The point is that knowing what to believe about anything is super hard, but it’s especially hard to know what to think about something that’s still in the process of happening now. The newer the story, the more intense the problem of certainty (the more Ludwig laughs).

If you’re studying WWII, it’s not easy to know what to think, but at least WWII is over: the situation is frozen and static. New information isn’t pouring in every second, and friends and family around you probably aren’t emotionally attached to one view versus another. People usually don’t worry about WWII coming up at Thanksgiving…

When trying to decide if bombing Hiroshima was a good decision, you don’t turn on the television today and see a story about a mother who’s son was captured by the Japanese and tortured, only to change the channel and hear about Japanese citizens who lost arms due to the blast. Both stories are emotionally powerful and hard to hear, and they make discernment difficult. And in some ways, that’s good: political stories are human stories; we should never forget that.
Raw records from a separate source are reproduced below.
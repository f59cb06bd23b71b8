//! Tolerant field lookup over loosely-typed upstream records.
//!
//! A record's meaningful fields may live under any of several aliases, or be
//! nested one or two levels deep (`part.partNo`, `partLot.part.partNo`). An
//! [`AliasTable`] names the candidate paths for one field in priority order and
//! [`resolve`] returns the first candidate holding a usable value.

use std::fmt;
use std::str::FromStr;

use chrono::{DateTime, NaiveDate, NaiveDateTime, TimeZone, Utc};
use rust_decimal::prelude::FromPrimitive;
use rust_decimal::Decimal;
use serde_json::Value;

use crate::errors::ServiceError;

/// Maximum number of keys in a dot-joined candidate path.
pub const MAX_PATH_DEPTH: usize = 3;

/// A validated chain of one to three object keys.
#[derive(Debug, Clone, PartialEq, Eq)]
pub struct FieldPath {
    segments: Vec<String>,
}

impl FieldPath {
    pub fn parse(raw: &str) -> Result<Self, ServiceError> {
        let segments: Vec<String> = raw.split('.').map(str::to_string).collect();
        if segments.iter().any(|segment| segment.trim().is_empty()) {
            return Err(ServiceError::InvalidPath(format!(
                "'{}' contains an empty key",
                raw
            )));
        }
        if segments.len() > MAX_PATH_DEPTH {
            return Err(ServiceError::InvalidPath(format!(
                "'{}' is nested deeper than {} keys",
                raw, MAX_PATH_DEPTH
            )));
        }
        Ok(Self { segments })
    }

    pub fn segments(&self) -> &[String] {
        &self.segments
    }

    /// Walks the path; any missing or non-object intermediate short-circuits to `None`.
    pub fn lookup<'a>(&self, record: &'a Value) -> Option<&'a Value> {
        self.segments
            .iter()
            .try_fold(record, |current, key| current.as_object()?.get(key))
    }
}

impl FromStr for FieldPath {
    type Err = ServiceError;

    fn from_str(s: &str) -> Result<Self, Self::Err> {
        Self::parse(s)
    }
}

impl fmt::Display for FieldPath {
    fn fmt(&self, f: &mut fmt::Formatter<'_>) -> fmt::Result {
        f.write_str(&self.segments.join("."))
    }
}

/// Ordered candidate paths for one canonical field.
#[derive(Debug, Clone, Copy)]
pub struct AliasTable {
    pub field: &'static str,
    pub paths: &'static [&'static str],
}

impl AliasTable {
    pub const fn new(field: &'static str, paths: &'static [&'static str]) -> Self {
        Self { field, paths }
    }

    /// Checks every candidate path's syntax.
    pub fn validate(&self) -> Result<(), ServiceError> {
        if self.paths.is_empty() {
            return Err(ServiceError::InvalidPath(format!(
                "alias table '{}' has no candidates",
                self.field
            )));
        }
        for path in self.paths {
            FieldPath::parse(path)?;
        }
        Ok(())
    }

    pub fn resolve<'a>(&self, record: &'a Value) -> Option<&'a Value> {
        resolve(record, self.paths)
    }

    pub fn text(&self, record: &Value) -> Option<String> {
        self.resolve(record).and_then(as_text)
    }

    pub fn decimal(&self, record: &Value) -> Option<Decimal> {
        self.resolve(record).and_then(as_decimal)
    }

    pub fn timestamp(&self, record: &Value) -> Option<DateTime<Utc>> {
        self.resolve(record).and_then(as_timestamp)
    }

    pub fn date(&self, record: &Value) -> Option<NaiveDate> {
        self.resolve(record).and_then(as_date)
    }
}

/// Returns the first candidate value that is neither missing, `null`, nor `""`.
///
/// Candidates are tried in the given order. Never fails: a malformed path is
/// simply a candidate that matches nothing.
pub fn resolve<'a>(record: &'a Value, candidates: &[&str]) -> Option<&'a Value> {
    candidates
        .iter()
        .filter_map(|path| lookup_path(record, path))
        .find(|value| is_present(value))
}

fn lookup_path<'a>(record: &'a Value, path: &str) -> Option<&'a Value> {
    let mut depth = 0;
    path.split('.').try_fold(record, |current, key| {
        depth += 1;
        if key.is_empty() || depth > MAX_PATH_DEPTH {
            return None;
        }
        current.as_object()?.get(key)
    })
}

/// A value counts as present unless it is `null` or an empty string.
pub fn is_present(value: &Value) -> bool {
    match value {
        Value::Null => false,
        Value::String(s) => !s.is_empty(),
        _ => true,
    }
}

/// Renders scalar values as text; objects and arrays have no text form.
pub fn as_text(value: &Value) -> Option<String> {
    match value {
        Value::String(s) if !s.is_empty() => Some(s.clone()),
        Value::Number(n) => Some(n.to_string()),
        Value::Bool(b) => Some(b.to_string()),
        _ => None,
    }
}

/// Reads numbers and numeric strings.
pub fn as_decimal(value: &Value) -> Option<Decimal> {
    match value {
        Value::Number(n) => {
            if let Some(i) = n.as_i64() {
                Some(Decimal::from(i))
            } else if let Some(u) = n.as_u64() {
                Some(Decimal::from(u))
            } else {
                n.as_f64().and_then(Decimal::from_f64)
            }
        }
        Value::String(s) => {
            let trimmed = s.trim();
            Decimal::from_str(trimmed)
                .or_else(|_| Decimal::from_scientific(trimmed))
                .ok()
        }
        _ => None,
    }
}

const NAIVE_DATETIME_FORMATS: [&str; 4] = [
    "%Y-%m-%dT%H:%M:%S%.f",
    "%Y-%m-%d %H:%M:%S%.f",
    "%Y-%m-%dT%H:%M",
    "%Y-%m-%d %H:%M",
];

/// Reads RFC 3339 strings, naive ISO date-times (taken as UTC), plain dates,
/// epoch milliseconds and `[y, m, d, h, min, s]` arrays.
pub fn as_timestamp(value: &Value) -> Option<DateTime<Utc>> {
    match value {
        Value::String(s) => parse_timestamp_str(s.trim()),
        Value::Number(n) => n.as_i64().and_then(DateTime::<Utc>::from_timestamp_millis),
        Value::Array(parts) => {
            let fields = numeric_parts(parts)?;
            let date = date_from_parts(&fields)?;
            let time = date.and_hms_opt(
                part_or_zero(&fields, 3)?,
                part_or_zero(&fields, 4)?,
                part_or_zero(&fields, 5)?,
            )?;
            Some(Utc.from_utc_datetime(&time))
        }
        _ => None,
    }
}

fn parse_timestamp_str(raw: &str) -> Option<DateTime<Utc>> {
    if let Ok(parsed) = DateTime::parse_from_rfc3339(raw) {
        return Some(parsed.with_timezone(&Utc));
    }
    for format in NAIVE_DATETIME_FORMATS {
        if let Ok(naive) = NaiveDateTime::parse_from_str(raw, format) {
            return Some(Utc.from_utc_datetime(&naive));
        }
    }
    NaiveDate::parse_from_str(raw, "%Y-%m-%d")
        .ok()
        .and_then(|date| date.and_hms_opt(0, 0, 0))
        .map(|naive| Utc.from_utc_datetime(&naive))
}

/// Reads ISO dates, full timestamps (date part only) and `[y, m, d]` arrays.
pub fn as_date(value: &Value) -> Option<NaiveDate> {
    match value {
        Value::String(s) => {
            let trimmed = s.trim();
            let head = trimmed.get(..10).unwrap_or(trimmed);
            NaiveDate::parse_from_str(head, "%Y-%m-%d")
                .ok()
                .or_else(|| parse_timestamp_str(trimmed).map(|ts| ts.date_naive()))
        }
        Value::Array(parts) => date_from_parts(&numeric_parts(parts)?),
        Value::Number(_) => as_timestamp(value).map(|ts| ts.date_naive()),
        _ => None,
    }
}

fn numeric_parts(parts: &[Value]) -> Option<Vec<i64>> {
    parts.iter().map(Value::as_i64).collect()
}

fn date_from_parts(fields: &[i64]) -> Option<NaiveDate> {
    if fields.len() < 3 {
        return None;
    }
    let year = i32::try_from(fields[0]).ok()?;
    let month = u32::try_from(fields[1]).ok()?;
    let day = u32::try_from(fields[2]).ok()?;
    NaiveDate::from_ymd_opt(year, month, day)
}

fn part_or_zero(fields: &[i64], index: usize) -> Option<u32> {
    fields
        .get(index)
        .map_or(Some(0), |value| u32::try_from(*value).ok())
}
But on the other hand, it makes objectivity and sticking to the facts much harder.

Take hearing the difficult stories about the Coronavirus, which is a live story right now: you flip from one story about the small business owner losing her flower shop due to the lockdown, only to flip to another story about someone whose mother died from the virus. What should we do? Keep the lockdown going and destroy the economy? Or save lives? Keep in mind certainty is impossible.

A similar point can be made about abstract works like sociology, philosophy, and economics. These entail a lot of models, generalities, and thought experiments, and consequently the information is more static than changing, Also, your friends probably aren’t going to stop talking to you if you say you like Kant (whereas they might if you vote Democrat). Subjects like this and old books are just things you can really study without fear of distraction or upsetting someone emotionally. You can just learn.

Do note:

I’m not saying that people shouldn’t be informed.

The point I want to make is an ironic one. Most people watch a lot of news and don’t read many books.

It should be the exact opposite.

Breaking news and live stories are way harder to understand and make decisions about. They’re for experts, while someone like me can get a better grasp around the stories of history and general theory. Breaking news is live and constantly changing, while old books are frozen and the information about them more easily available. Certainty about history is still impossible, sure, but confidence about it can be a lot stronger than about current events.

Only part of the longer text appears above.